Stored items from a collection:
━━━━━━━━━━━━━━━━━━━━━━━━━━━━━━

use super::attendees::AttendeeLog;
use super::checkin::CheckinHandler;
use super::posts::PostDirectory;
use super::relations::RelationOrchestrator;
use super::tickets::TicketGenerator;
use crate::config::{Config, ZohoResolvedConfig};
use crate::db::DbActorHandle;
use crate::zoho::{ContactService, EventService, TokenManager, ZohoApiClient};
use reqwest::header::{CONNECTION, HeaderMap, HeaderValue};
use std::sync::Arc;
use std::time::Duration;
use tracing::info;

pub const GV_USER_AGENT: &str = concat!("gv-checkin/", env!("CARGO_PKG_VERSION"));

/// Every service the HTTP layer talks to, wired once at startup.
#[derive(Clone)]
pub struct Services {
    pub zoho_cfg: Arc<ZohoResolvedConfig>,
    /// Client for the accounts server (token exchange), with a request timeout.
    pub oauth_http: reqwest::Client,
    pub tokens: TokenManager,
    pub contacts: ContactService,
    pub events: EventService,
    pub posts: PostDirectory,
    pub attendees: AttendeeLog,
    pub relations: RelationOrchestrator,
    pub tickets: TicketGenerator,
    pub checkin: CheckinHandler,
}

impl Services {
    pub fn build(db: DbActorHandle, cfg: &Config) -> Self {
        let zoho_cfg = Arc::new(cfg.zoho());

        // Log resolved config here so `main` stays wiring-only.
        info!(
            zoho_api_url = %zoho_cfg.api_url,
            zoho_token_url = %zoho_cfg.oauth_token_url,
            zoho_redirect_url = %zoho_cfg.oauth_redirect_url,
            zoho_proxy = %zoho_cfg.proxy.as_ref().map(|u| u.as_str()).unwrap_or("<none>"),
            zoho_enable_multiplexing = zoho_cfg.enable_multiplexing,
            zoho_refresh_margin_secs = zoho_cfg.refresh_margin.as_secs(),
            "Zoho config (effective)"
        );
        info!(
            tickets_output_dir = %cfg.tickets.output_dir.display(),
            tickets_qr_content = ?cfg.tickets.qr_content,
            tickets_create_leads = cfg.tickets.create_leads,
            "Tickets config (effective)"
        );

        let api_http = build_client(zoho_cfg.proxy.clone(), zoho_cfg.enable_multiplexing, None);
        let oauth_http = build_client(
            zoho_cfg.proxy.clone(),
            zoho_cfg.enable_multiplexing,
            Some(zoho_cfg.token_timeout),
        );

        let tokens = TokenManager::new(Arc::new(db.clone()), zoho_cfg.clone(), oauth_http.clone());
        let api = ZohoApiClient::new(api_http, zoho_cfg.api_url.clone(), Arc::new(tokens.clone()));
        let contacts = ContactService::new(api.clone());
        let events = EventService::new(api);

        let posts = PostDirectory::new(db.clone());
        let attendees = AttendeeLog::new(db.clone());
        let relations = RelationOrchestrator::new(posts.clone(), contacts.clone(), db);
        let tickets = TicketGenerator::new(
            cfg.tickets.clone(),
            cfg.basic.public_base_url.clone(),
            posts.clone(),
            attendees.clone(),
            contacts.clone(),
        );
        let checkin = CheckinHandler::new(
            posts.clone(),
            attendees.clone(),
            contacts.clone(),
            events.clone(),
        );

        Self {
            zoho_cfg,
            oauth_http,
            tokens,
            contacts,
            events,
            posts,
            attendees,
            relations,
            tickets,
            checkin,
        }
    }
}

/// Builds a reqwest client. Only token-endpoint clients get a request timeout.
fn build_client(
    proxy: Option<url::Url>,
    enable_multiplexing: bool,
    request_timeout: Option<Duration>,
) -> reqwest::Client {
    let mut headers = HeaderMap::new();

    let mut builder = reqwest::Client::builder()
        .user_agent(GV_USER_AGENT)
        .redirect(reqwest::redirect::Policy::none())
        .connect_timeout(Duration::from_secs(10));

    if let Some(timeout) = request_timeout {
        builder = builder.timeout(timeout);
    }

    if let Some(proxy_url) = proxy {
        let proxy = reqwest::Proxy::all(proxy_url.as_str())
            .expect("invalid proxy url for reqwest client");
        builder = builder.proxy(proxy);
    }

    if !enable_multiplexing {
        headers.insert(CONNECTION, HeaderValue::from_static("close"));

        builder = builder
            .http1_only()
            .pool_max_idle_per_host(0)
            .pool_idle_timeout(Duration::from_secs(0));
    } else {
        builder = builder.http2_adaptive_window(true);
    }

    builder
        .default_headers(headers)
        .build()
        .expect("failed to build reqwest client")
}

━━━━━━━━━━━━━━━━━━━━━━━━━━━━━━

Directions for this task:
Exactly one number is the answer: how many lines of the entries contain the string "headers".

Expected answer:
3